Every year, I say, “I’m not gonna do it.”
Register for another walk, another march to “end” a disease. Another two-mile jaunt with balloons, strollers, drawn-out faces or heavy breaths. Another fundraiser where one can secure a FAST PASS, meant for the elders perhaps, to the front of the registration line or be handed a bag of goodies for sponsors or items not needed.
My mother’s condition was never diagnosed as Alzheimer’s, based on scientific testing, hers was of the slow-slide dementia variety. But there is no “walk for dementia awareness”, so naturally most efforts fall under the Alzheimer’s category, because its an identifiable name.
“I’m not gonna walk, to end Alzheimer’s,” I say, as I sit with Mom these days, and wonder how she is still here, when her present lasts only seconds and her past does not exist. Then she glances at me, and smiles. Mom’s is a child-like smile, unlike any witnessed in younger, more somber photos of her, as if not wanting to participate in the ritual.
Mom’s smile causes me to gasp, especially when she says goodbye to my son, off to college. He won’t see her until Christmas. She is seated in the sunshine on a worn wooden bench in full view of the burnt orange mums recently planted, and the fountain which will be turned off soon, its gurgling gone away. My son leans his lithe body into her and gives one last squeeze. Mom receives the squeeze with grace.

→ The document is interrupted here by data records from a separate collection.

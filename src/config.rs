//! Runtime configuration
//!
//! Collects environment-derived settings in one place so the service and
//! providers never read the environment themselves.

use std::path::PathBuf;

/// Default Gemini generateContent endpoint (vision and text share it)
pub const DEFAULT_GEMINI_URL: &str =
    "https://generativelanguage.googleapis.com/v1beta/models/gemini-1.5-flash:generateContent";

/// Default probability threshold for classifying a prediction as diabetes
pub const DEFAULT_RISK_THRESHOLD: f64 = 0.5;

/// Runtime configuration for the DDA service
#[derive(Debug, Clone)]
pub struct Config {
    /// Gemini API key; vision/recommendation calls fail with a provider
    /// error when absent
    pub gemini_api_key: Option<String>,
    /// Gemini generateContent endpoint URL
    pub gemini_api_url: String,
    /// Optional path to a risk model parameter file
    pub model_path: Option<PathBuf>,
    /// Probability threshold for the diabetes classification
    pub risk_threshold: f64,
}

impl Config {
    /// Build a Config from environment variables, falling back to defaults
    ///
    /// Recognized variables:
    /// - `DDA_GEMINI_API_KEY` (or `GEMINI_API_KEY`)
    /// - `DDA_GEMINI_API_URL`
    /// - `DDA_MODEL_PATH`
    /// - `DDA_RISK_THRESHOLD`
    pub fn from_env() -> Self {
        let gemini_api_key = std::env::var("DDA_GEMINI_API_KEY")
            .or_else(|_| std::env::var("GEMINI_API_KEY"))
            .ok()
            .filter(|k| !k.trim().is_empty());

        let gemini_api_url = std::env::var("DDA_GEMINI_API_URL")
            .ok()
            .filter(|u| !u.trim().is_empty())
            .unwrap_or_else(|| DEFAULT_GEMINI_URL.to_string());

        let model_path = std::env::var("DDA_MODEL_PATH").ok().map(PathBuf::from);

        let risk_threshold = std::env::var("DDA_RISK_THRESHOLD")
            .ok()
            .and_then(|v| v.parse::<f64>().ok())
            .filter(|t| (0.0..=1.0).contains(t))
            .unwrap_or(DEFAULT_RISK_THRESHOLD);

        Self {
            gemini_api_key,
            gemini_api_url,
            model_path,
            risk_threshold,
        }
    }
}

impl Default for Config {
    fn default() -> Self {
        Self {
            gemini_api_key: None,
            gemini_api_url: DEFAULT_GEMINI_URL.to_string(),
            model_path: None,
            risk_threshold: DEFAULT_RISK_THRESHOLD,
        }
    }
}

#[cfg(test)]
mod tests {
    use super::*;

    #[test]
    fn test_default_config() {
        let config = Config::default();
        assert!(config.gemini_api_key.is_none());
        assert_eq!(config.gemini_api_url, DEFAULT_GEMINI_URL);
        assert_eq!(config.risk_threshold, DEFAULT_RISK_THRESHOLD);
    }
}
//! Nutrition data structures
//!
//! Per-100g records for the static food table and the portion-scaled
//! facts derived from them.

use serde::{Deserialize, Serialize};

/// Glycemic index category
#[derive(Debug, Clone, Copy, PartialEq, Eq, Serialize, Deserialize)]
#[serde(rename_all = "lowercase")]
pub enum GiLevel {
    Low,
    Medium,
    High,
}

impl GiLevel {
    pub fn as_str(&self) -> &'static str {
        match self {
            GiLevel::Low => "low",
            GiLevel::Medium => "medium",
            GiLevel::High => "high",
        }
    }

    pub fn from_str(s: &str) -> Option<Self> {
        match s.trim().to_lowercase().as_str() {
            "low" => Some(GiLevel::Low),
            "medium" => Some(GiLevel::Medium),
            "high" => Some(GiLevel::High),
            _ => None,
        }
    }

    /// Human-readable description of this GI category
    pub fn description(&self) -> &'static str {
        match self {
            GiLevel::Low => {
                "Low glycemic index (55 or less) - Slow carbohydrate absorption, \
                 smaller rise in blood glucose levels"
            }
            GiLevel::Medium => {
                "Medium glycemic index (56-69) - Moderate carbohydrate absorption \
                 and blood glucose response"
            }
            GiLevel::High => {
                "High glycemic index (70 or more) - Rapid carbohydrate absorption, \
                 higher blood glucose spike"
            }
        }
    }

    /// Diabetes management tip for foods in this GI category
    pub fn diabetes_tip(&self) -> &'static str {
        match self {
            GiLevel::Low => {
                "Foods with low GI are generally good choices for people with diabetes \
                 as they cause a slower, smaller rise in blood glucose levels."
            }
            GiLevel::Medium => {
                "Medium GI foods should be consumed in moderation. Consider pairing \
                 with protein or healthy fats to reduce the glycemic impact."
            }
            GiLevel::High => {
                "High GI foods can cause rapid spikes in blood sugar. Limit portions, \
                 combine with low GI foods, or choose lower GI alternatives when possible."
            }
        }
    }
}

/// Where a displayed GI category came from
#[derive(Debug, Clone, Copy, PartialEq, Eq, Serialize, Deserialize)]
#[serde(rename_all = "snake_case")]
pub enum GiSource {
    /// Taken from the matched nutrition table entry
    Database,
    /// Overridden by the vision provider's carb estimate (low-confidence match)
    AiEstimate,
}

/// One entry of the static nutrition table, values per 100g
#[derive(Debug, Clone, Serialize, Deserialize)]
pub struct NutritionRecord {
    /// Canonical food name (lowercase, unique within the table)
    pub name: String,
    pub carbs: f64,
    pub calories: f64,
    pub protein: f64,
    pub fat: f64,
    pub fiber: f64,
    pub gi: GiLevel,
}

/// Nutrition values scaled to an estimated portion
#[derive(Debug, Clone, Serialize, Deserialize)]
pub struct NutritionFacts {
    pub calories: f64,
    pub carbs: f64,
    pub protein: f64,
    pub fat: f64,
    pub fiber: f64,
    pub gi: GiLevel,
    pub gi_source: GiSource,
}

She reaches up, beaming. “Goodbye, sweetie,” she says, brushing his cheeks with her still soft hands, as if years of Jergen’s lotion really did the job. I am near tears, remembering how she used to cradle a five-pounder in her arms. Nana’s little snuggler.
“I’m not gonna walk this year,” I think, noting her stature has shrunk now, following two seizures, which impacted her posture. She has a permanent “lean in” which would make Cheryl Sandberg jealous. As we stand and I try to straighten her, l lift her arms past the shoulders and tell her we are practicing sun salutations. Mom would kill me if she knew this was yoga.
She wobbles to keep her balance while I support her arms overhead. Then, she really leans in – to me – and nestles into the crook between my head and heart. She has become the snuggler now. Clutching, grasping, patting my back.
“I’m not gonna walk this year,” I tell myself, then encounter the brave caregivers who stroll corridors with or chase down Mom and respond to her every need. Or I am met with the real, live bodies of other residents in mother’s care home. With Jim and Ella, I am discussing the pope. “Well, I haven’t seen him in a while,” Jim says. And Ella says, “I really haven’t been watching television,” despite my last visit when Ella was in the room while we were watching news about the pope’s upcoming visit.
“I’m not gonna walk,” I say. Then Matty smiles at me while eating a late lunch or early dinner, as I spy her through the window of her dining space. She rarely is without grasping the arms of a male, whatever male is in her reach, to lead, coax, sit with or share. I wonder what her marriage must have been like.
Then I sit at lunch with Madge, and she says, “Everybody get out of my house.” And I’m ready to high tail it out of there, given her mood shifts. But I don’t.
Or I place a red cowboy hat on Sue Ann’s head, for “cowboy day,” knowing she used to listen to Johnny Cash and Dolly Parton. She giggles and hums.
“I’m not gonna walk, “I say. Then, I’ll lead Mom around her hallways, occasionally attempting to move her outside because it’s warm. She is reluctant because if the sun is not out, she doesn’t consider the temperature warm.
To exit, we have to dance around Gerry, the caregiver, and another resident, Karen. Karen’s young life at age 60 was once full. It still is, only now her days are spent walking, walking, walking. She never sits long, not even to eat. She is thin, worrisome on her best day, agitated on her worst.
“I’m not gonna walk,” I think. Then Karen’s eyes light up when she spots me. I hold her in a long embrace. Karen has a grip on me and I am OK with that, despite Mom’s impatience. “C’mon, c’mon,” she chides, moving me out of her way.
I wish this walk wouldn’t use such an impractical phrase as, “Walk to End Alzheimer’s.” The writer in me believes the slogan feels more like a gimmick than goal. But what I really want is for walks to be replaced by hugs. Hugs to raise money. Hugs to end our fears. Hugs to “lean in” to the nakedness and vulnerability we have all felt at times. Hugs to remember the humans inside each of these creatures that look, sound and yes, even act like the rest of us.
Regardless, this year, I’ll walk.
But next year, I’m gonna hug my way through the day, knowing that fierce hugs ignite a brain in a way medicine and marches cannot.
*All names, with the exception of Mom’s, have been changed.